While there was some discussion of adding an inheritance model from a core Person entity, this approach was rejected. The core issue with this is that the K12 industry and the organizations that operate within it generally do not identify unique individuals, but identity individuals in roles: they are "person-roles." The model will retain its core focus on "person-roles": Students, Staff and Guardians (this last is a renaming of the current Parent entity to follow real-world domain conventions), and others as needed.
- Person-roles and Person. The Person entity would remain as it has been modeled in early access versions of the current Suite 3 data model: an optional entity to capture cases where person-roles overlap (e.g. where a Staff is also a Guardian). Other person-roles do not inherit from Person. References elsewhere in the model would also favor references to person-roles over references to Person, reflecting that in most K12 use cases, person-roles are either generally mutually exclusive, not higly relevant to the uses cases supported, or not able to be reliably matched with individuals. In a few use cases (e.g. in a future survey domain) use of Person references may be used to simplify the model and reflect the generic nature of person-roles (e.g. survey respondents can be any person-role).
- Segmentation of person attributes. The main change to this domain model from the current model is to break up the various sets of user attributes into separate domain entities: Contact, Identification, and Demographics. This change will enhance clarity and keep entity size smaller and focused on similar concerns.
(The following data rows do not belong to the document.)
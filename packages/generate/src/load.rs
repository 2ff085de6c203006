//! Reads previously exported tables back into entities.
//!
//! Used when a single stage runs on its own and needs the upstream tables
//! of an earlier run.

use std::path::Path;
use std::str::FromStr as _;

use chrono::{NaiveDate, NaiveDateTime};
use serde::de::DeserializeOwned;
use streetlights_entity_models::{Neighborhood, StreetLight, Supplier, Wattage};
use streetlights_spatial::wkt::{point_from_wkt, polygon_from_wkt};

use crate::export::{NeighborhoodRow, StreetLightRow, SupplierRow, Table};
use crate::{DATE_FORMAT, GenerateError, Stage, TIMESTAMP_FORMAT};

fn read_rows<T: DeserializeOwned>(path: &Path) -> Result<Vec<T>, GenerateError> {
    if !path.exists() {
        return Err(GenerateError::MissingInput {
            path: path.to_path_buf(),
        });
    }
    let mut reader = csv::Reader::from_path(path)?;
    let rows = reader.deserialize().collect::<Result<Vec<T>, _>>()?;
    log::info!("Loaded {} rows from {}", rows.len(), path.display());
    Ok(rows)
}

fn wkt_error(stage: Stage, source: streetlights_spatial::SpatialError) -> GenerateError {
    GenerateError::Spatial { stage, source }
}

fn parse_date(id: &str, value: &str) -> Result<NaiveDate, GenerateError> {
    NaiveDate::parse_from_str(value, DATE_FORMAT)
        .map_err(|e| GenerateError::Parse(format!("{id}: bad date '{value}': {e}")))
}

fn parse_timestamp(id: &str, value: &str) -> Result<NaiveDateTime, GenerateError> {
    NaiveDateTime::parse_from_str(value, TIMESTAMP_FORMAT)
        .map_err(|e| GenerateError::Parse(format!("{id}: bad timestamp '{value}': {e}")))
}

impl NeighborhoodRow {
    /// Converts the row back into an entity.
    ///
    /// # Errors
    ///
    /// Returns an error if the boundary WKT does not parse.
    pub fn into_neighborhood(self) -> Result<Neighborhood, GenerateError> {
        let boundary =
            polygon_from_wkt(&self.boundary_wkt).map_err(|e| wkt_error(Stage::Neighborhoods, e))?;
        Ok(Neighborhood {
            id: self.neighborhood_id,
            name: self.name,
            population: self.population,
            boundary,
        })
    }
}

impl StreetLightRow {
    /// Converts the row back into an entity.
    ///
    /// # Errors
    ///
    /// Returns an error if the location, wattage, or a date does not parse.
    pub fn into_street_light(self) -> Result<StreetLight, GenerateError> {
        let location =
            point_from_wkt(&self.location_wkt).map_err(|e| wkt_error(Stage::StreetLights, e))?;
        let wattage = Wattage::from_str(&self.wattage.to_string()).map_err(|_| {
            GenerateError::Parse(format!("{}: unsupported wattage {}", self.light_id, self.wattage))
        })?;
        Ok(StreetLight {
            installation_date: parse_date(&self.light_id, &self.installation_date)?,
            last_maintenance: parse_timestamp(&self.light_id, &self.last_maintenance)?,
            id: self.light_id,
            location,
            status: self.status,
            wattage,
            neighborhood_id: self.neighborhood_id,
        })
    }
}

impl SupplierRow {
    /// Converts the row back into an entity.
    ///
    /// # Errors
    ///
    /// Returns an error if the location WKT does not parse.
    pub fn into_supplier(self) -> Result<Supplier, GenerateError> {
        let location =
            point_from_wkt(&self.location_wkt).map_err(|e| wkt_error(Stage::Suppliers, e))?;
        Ok(Supplier {
            id: self.supplier_id,
            name: self.name,
            contact_phone: self.contact_phone,
            contact_email: self.contact_email,
            location,
            service_radius_km: self.service_radius_km,
            avg_response_hours: self.avg_response_hours,
            specialization: self.specialization,
        })
    }
}

/// Loads `<prefix>neighborhoods.csv` from `dir`.
///
/// # Errors
///
/// Returns [`GenerateError::MissingInput`] if the file does not exist, or a
/// CSV/parse error for malformed rows.
pub fn neighborhoods(dir: &Path, prefix: &str) -> Result<Vec<Neighborhood>, GenerateError> {
    read_rows::<NeighborhoodRow>(&Table::Neighborhoods.path(dir, prefix))?
        .into_iter()
        .map(NeighborhoodRow::into_neighborhood)
        .collect()
}

/// Loads `<prefix>street_lights.csv` from `dir`.
///
/// # Errors
///
/// Returns [`GenerateError::MissingInput`] if the file does not exist, or a
/// CSV/parse error for malformed rows.
pub fn street_lights(dir: &Path, prefix: &str) -> Result<Vec<StreetLight>, GenerateError> {
    read_rows::<StreetLightRow>(&Table::StreetLights.path(dir, prefix))?
        .into_iter()
        .map(StreetLightRow::into_street_light)
        .collect()
}

/// Loads `<prefix>suppliers.csv` from `dir`.
///
/// # Errors
///
/// Returns [`GenerateError::MissingInput`] if the file does not exist, or a
/// CSV/parse error for malformed rows.
pub fn suppliers(dir: &Path, prefix: &str) -> Result<Vec<Supplier>, GenerateError> {
    read_rows::<SupplierRow>(&Table::Suppliers.path(dir, prefix))?
        .into_iter()
        .map(SupplierRow::into_supplier)
        .collect()
}

#[cfg(test)]
mod tests {
    use std::path::PathBuf;

    use geo::{Point, polygon};
    use streetlights_entity_models::LightStatus;

    use super::*;
    use crate::export::DatasetWriter;

    fn temp_dir(name: &str) -> PathBuf {
        let dir = std::env::temp_dir().join(format!(
            "streetlights_load_{name}_{}",
            std::process::id()
        ));
        let _ = std::fs::remove_dir_all(&dir);
        dir
    }

    #[test]
    fn missing_file_names_the_path() {
        let dir = temp_dir("missing");
        let err = street_lights(&dir, "").unwrap_err();
        match err {
            GenerateError::MissingInput { path } => {
                assert!(path.ends_with("street_lights.csv"), "{}", path.display());
            }
            other => panic!("unexpected error: {other}"),
        }
    }

    #[test]
    fn reads_back_what_was_exported() {
        let dir = temp_dir("readback");
        let nbhd = Neighborhood {
            id: "NBH-001".to_string(),
            name: "Domlur".to_string(),
            population: 90_000,
            boundary: polygon![
                (x: 77.61, y: 12.95),
                (x: 77.64, y: 12.95),
                (x: 77.64, y: 12.97),
                (x: 77.61, y: 12.97),
                (x: 77.61, y: 12.95),
            ],
        };
        let light = StreetLight {
            id: "SL-0001".to_string(),
            location: Point::new(77.625_431, 12.961_002),
            status: LightStatus::MaintenanceRequired,
            wattage: Wattage::W200,
            installation_date: NaiveDate::from_ymd_opt(2019, 7, 2).unwrap(),
            last_maintenance: NaiveDate::from_ymd_opt(2024, 2, 11)
                .unwrap()
                .and_hms_opt(14, 5, 9)
                .unwrap(),
            neighborhood_id: "NBH-001".to_string(),
        };

        let mut writer = DatasetWriter::new(&dir, "t_").unwrap();
        writer
            .stage(Table::Neighborhoods, std::iter::once(NeighborhoodRow::from(&nbhd)))
            .unwrap();
        writer
            .stage(Table::StreetLights, std::iter::once(StreetLightRow::from(&light)))
            .unwrap();
        writer.commit(None).unwrap();

        assert_eq!(neighborhoods(&dir, "t_").unwrap(), vec![nbhd]);
        assert_eq!(street_lights(&dir, "t_").unwrap(), vec![light]);

        std::fs::remove_dir_all(&dir).unwrap();
    }

    #[test]
    fn bad_timestamp_is_a_parse_error() {
        let row = StreetLightRow {
            light_id: "SL-0009".to_string(),
            location_wkt: "POINT(77.600000 12.900000)".to_string(),
            status: LightStatus::Operational,
            wattage: 100,
            installation_date: "2020-01-01".to_string(),
            last_maintenance: "yesterday".to_string(),
            neighborhood_id: "NBH-001".to_string(),
        };
        assert!(matches!(row.into_street_light(), Err(GenerateError::Parse(_))));
    }
}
Per the design introduced in Suite 3, these sets of user attibutes would be scoped by EducationOrganization, reflecting that the values for these entites are often determined via discrete and separate organizational processes and therefore can differ between orgnizations.
Figure 3: Proposed domain design for modeling person entities. Click to expand.
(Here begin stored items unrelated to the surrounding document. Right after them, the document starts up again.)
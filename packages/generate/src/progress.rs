//! Progress reporting for pipeline runs.
//!
//! The pipeline reports one step per [`crate::Stage`] through the
//! [`ProgressCallback`] trait so that rendering (terminal progress bars,
//! nothing at all) stays outside the library.

/// Trait for reporting progress from a generation run.
pub trait ProgressCallback: Send + Sync {
    /// Set the total expected units of work.
    fn set_total(&self, total: u64);

    /// Advance progress by `delta` units.
    fn inc(&self, delta: u64);

    /// Update the message displayed alongside the progress indicator.
    fn set_message(&self, msg: String);

    /// Mark progress as complete with a final message.
    fn finish(&self, msg: String);
}

/// Ignores all progress updates. Used by tests and library callers.
pub struct NullProgress;

impl ProgressCallback for NullProgress {
    fn set_total(&self, _total: u64) {}
    fn inc(&self, _delta: u64) {}
    fn set_message(&self, _msg: String) {}
    fn finish(&self, _msg: String) {}
}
More Flexible and Generic Organizational Structure
The curent UDM has classes that represent each different class of organization: School, LocalEducationAgency, StateEducationAgency, CommunityProvider, and PostsecondaryInstitution. This model has worked, but had its limitations:
- First, it has introduced unnecessary domain complexity, complexity not helpful for solving primary community use cases. The current model forces the creation of new organization entities as the model expands, and the theoretical quantity of such entities is quite large (e.g. JuvenileServiceCenter, EarlyChildhoodProvider, PrivateTutoringCenter, etc.). While that is OK in theory, the precise attributes of these organizations are rarely relevant to the actual use cases. Given that Ed-Fi focuses on student success, a very detailed doman-driven design for organizational entities has simply not proven critically valuable.
- Second, downstream implementations have often struggled with issues relating to the subclassing required to make this work. Subclassing has been found in field work to be a powerful modeling technique, but one that introduces significant complexity when applied to areas like REST APIs. In general, subclassing can work, but needs to be reserved to places where there is high value to its use. For the same reason as above – lack of need for use cases – this additional complexity has had low utility.
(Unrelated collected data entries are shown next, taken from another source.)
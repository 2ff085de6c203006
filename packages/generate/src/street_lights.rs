//! Street light generator.

use chrono::{Duration, NaiveDate, NaiveDateTime, NaiveTime};
use rand::Rng;
use rand::distributions::{Distribution as _, WeightedIndex};
use rand::seq::SliceRandom as _;
use streetlights_entity_models::{LightStatus, Neighborhood, StreetLight, Wattage};
use streetlights_spatial::sample_point_in_polygon;

use crate::config::StreetLightSettings;
use crate::{GenerateError, Stage};

/// Formats a street light id such as `SL-0042`.
#[must_use]
pub fn light_id(index: usize) -> String {
    format!("SL-{:04}", index + 1)
}

/// Generates `count` street lights, each inside a randomly chosen
/// neighborhood.
///
/// Positions come from bounded rejection sampling with a centroid fallback.
/// Status is an independent weighted draw per light, so realized shares
/// only approximate [`LightStatus::target_weight`]. Some neighborhoods may
/// receive no lights at all.
///
/// # Errors
///
/// Returns [`GenerateError::Spatial`] if a light cannot be placed inside
/// its neighborhood even with the fallback, or [`GenerateError::Invariant`]
/// if `neighborhoods` is empty.
pub fn generate<R: Rng + ?Sized>(
    rng: &mut R,
    neighborhoods: &[Neighborhood],
    settings: &StreetLightSettings,
    count: usize,
    now: NaiveDateTime,
) -> Result<Vec<StreetLight>, GenerateError> {
    let status_weights = LightStatus::all().iter().map(|s| s.target_weight());
    let status_dist = WeightedIndex::new(status_weights)
        .map_err(|e| GenerateError::invariant(Stage::StreetLights, e.to_string()))?;

    let install_end = settings.installation_end.min(now.date());
    let mut lights = Vec::with_capacity(count);
    let mut fallbacks = 0usize;

    for i in 0..count {
        let id = light_id(i);
        let neighborhood = neighborhoods.choose(rng).ok_or_else(|| {
            GenerateError::invariant(Stage::StreetLights, "no neighborhoods to place lights in")
        })?;

        let sample = sample_point_in_polygon(rng, &neighborhood.boundary, settings.max_point_retries)
            .map_err(|source| GenerateError::Spatial {
                stage: Stage::StreetLights,
                source,
            })?;
        if sample.used_fallback {
            fallbacks += 1;
            log::warn!(
                "{id}: no interior sample in {} after {} retries, using centroid",
                neighborhood.id,
                settings.max_point_retries
            );
        }

        let installation_date = sample_date(rng, settings.installation_start, install_end);
        let last_maintenance = sample_timestamp_between(
            rng,
            installation_date.and_time(NaiveTime::MIN),
            now,
        );

        lights.push(StreetLight {
            id,
            location: sample.point,
            status: LightStatus::all()[status_dist.sample(rng)],
            wattage: *Wattage::all().choose(rng).unwrap_or(&Wattage::W150),
            installation_date,
            last_maintenance,
            neighborhood_id: neighborhood.id.clone(),
        });
    }

    if fallbacks > 0 {
        log::warn!("{fallbacks} street lights placed at neighborhood centroids");
    }
    log::info!("Generated {} street lights", lights.len());
    Ok(lights)
}

/// Uniform calendar date in `[start, end]`; returns `start` if the range is
/// empty.
pub fn sample_date<R: Rng + ?Sized>(rng: &mut R, start: NaiveDate, end: NaiveDate) -> NaiveDate {
    let span = (end - start).num_days();
    if span <= 0 {
        return start;
    }
    start + Duration::days(rng.gen_range(0..=span))
}

/// Uniform whole-second timestamp in `[start, end]`; returns `start` if
/// the range is empty.
pub fn sample_timestamp_between<R: Rng + ?Sized>(
    rng: &mut R,
    start: NaiveDateTime,
    end: NaiveDateTime,
) -> NaiveDateTime {
    let span = (end - start).num_seconds();
    if span <= 0 {
        return start;
    }
    start + Duration::seconds(rng.gen_range(0..=span))
}

#[cfg(test)]
mod tests {
    use std::collections::BTreeMap;

    use geo::Contains as _;
    use rand::SeedableRng as _;
    use rand::rngs::StdRng;
    use streetlights_spatial::BoundingRegion;

    use super::*;
    use crate::config::NeighborhoodSettings;
    use crate::neighborhoods;

    fn reference_time() -> NaiveDateTime {
        NaiveDate::from_ymd_opt(2025, 6, 15)
            .unwrap()
            .and_hms_opt(0, 0, 0)
            .unwrap()
    }

    fn setup(nbhd_count: usize, light_count: usize, seed: u64) -> (Vec<Neighborhood>, Vec<StreetLight>) {
        let mut rng = StdRng::seed_from_u64(seed);
        let nbhds = neighborhoods::generate(
            &mut rng,
            &BoundingRegion::default(),
            &NeighborhoodSettings::default(),
            nbhd_count,
        )
        .unwrap();
        let lights = generate(
            &mut rng,
            &nbhds,
            &StreetLightSettings::default(),
            light_count,
            reference_time(),
        )
        .unwrap();
        (nbhds, lights)
    }

    #[test]
    fn every_light_is_inside_its_neighborhood() {
        let (nbhds, lights) = setup(5, 50, 42);
        assert_eq!(lights.len(), 50);
        for light in &lights {
            let nbhd = nbhds
                .iter()
                .find(|n| n.id == light.neighborhood_id)
                .expect("light references a generated neighborhood");
            assert!(
                nbhd.boundary.contains(&light.location),
                "{} at {:?} is outside {}",
                light.id,
                light.location,
                nbhd.id
            );
        }
    }

    #[test]
    fn dates_are_ordered_and_not_in_the_future() {
        let (_, lights) = setup(5, 200, 7);
        let now = reference_time();
        for light in &lights {
            assert!(light.installation_date <= now.date());
            assert!(light.installation_date >= StreetLightSettings::default().installation_start);
            assert!(light.last_maintenance >= light.installation_date.and_time(NaiveTime::MIN));
            assert!(light.last_maintenance <= now);
        }
    }

    #[test]
    #[allow(clippy::cast_precision_loss)]
    fn status_distribution_tracks_targets() {
        let (_, lights) = setup(8, 4_000, 2024);
        let mut counts: BTreeMap<LightStatus, usize> = BTreeMap::new();
        for light in &lights {
            *counts.entry(light.status).or_default() += 1;
        }

        for status in LightStatus::all() {
            let share = *counts.get(status).unwrap_or(&0) as f64 / lights.len() as f64;
            assert!(
                (share - status.target_weight()).abs() <= 0.05,
                "{status} share {share:.3} too far from {}",
                status.target_weight()
            );
        }
    }

    #[test]
    fn all_wattages_appear() {
        let (_, lights) = setup(3, 300, 1);
        for w in Wattage::all() {
            assert!(lights.iter().any(|l| l.wattage == *w), "missing {w}");
        }
    }

    #[test]
    fn installation_range_is_capped_at_reference_date() {
        let mut rng = StdRng::seed_from_u64(3);
        let start = NaiveDate::from_ymd_opt(2024, 1, 1).unwrap();
        let end = NaiveDate::from_ymd_opt(2030, 1, 1).unwrap();
        let cap = reference_time().date();
        for _ in 0..500 {
            let d = sample_date(&mut rng, start, end.min(cap));
            assert!(d >= start && d <= cap);
        }
        assert_eq!(sample_date(&mut rng, cap, start), cap);
    }
}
Instead, the proposed concept is to have 2 entities: EducationOrganization and School. Instead of subclasses, EducationOrganizations simply have a type. School is retained as it has stronger and more relevant domain attributes, such as a type of its own, grade levels it is chartered to serve, and so on.
EducationOrganizations can reference other EducationOrganizations to describe hierarchies or networks of related organzations.
It is possible that School could be the unique subclass of EducationOrganization in order to allow the model to retain the current practice of allowing flexibiltiy in references to EducationOrganizations (e.g. a CourseTranscript can reference an EducationOrganization, which can be one of any possible subclasses of EducationOrganization)
Figure 4: Proposed simplified model for organizations. Click to expand.
Revised Associations of People to Organizations
In a number of places the model proposes changes to the associations of people to organizations. As with some of the items listed above, one important goal of these changes is to increase domain specificity where the additional details provide value, and offer more generic structures in places where it does not. The attempt is to follow the principles of Domain Driven Design, in which the technical domain entities should mirror the business domain entities, yet not over-articulate elements that are not core to the model's purpose.
As noted above, associations now are named with the associated entity names plus a modifier rather than the general term "Association." Accordingly, there are a number of changes to the relationships of people to organizations. These include:
|Ed-Fi Suite 1-3||Proposed|
These changes should enhance the usability of the domain model and make the entity names more clearly semantic.
In other places where the association semantics have proven less important to communty use case, it is proposed that the model provide for increasd flexibility via the provision of a more generic "typed" associations, as with StaffEducationOrganizationAffiliation. This model can be used to define any number of possible staff-organization relationships without needing to add new entities or extend the model. For example, it is possible to denote concepts like "applicant", "visting faculty" or "in service teacher" using this without having to create full domain entities.
Of course, over time if the concepts of "visting faculty" or "in service teacher"become core to the use cases which the model serves – and therefore a deeper understanding of these entities is needed – then these can be added a domain entities.
To help drive standardization, StaffEducationOrganizationAffiliation.AffiliationType can be a conrolled vocabulary.
Figure 5: Example of proposed patterns for more flexible associations of people to organizations. Click to expand.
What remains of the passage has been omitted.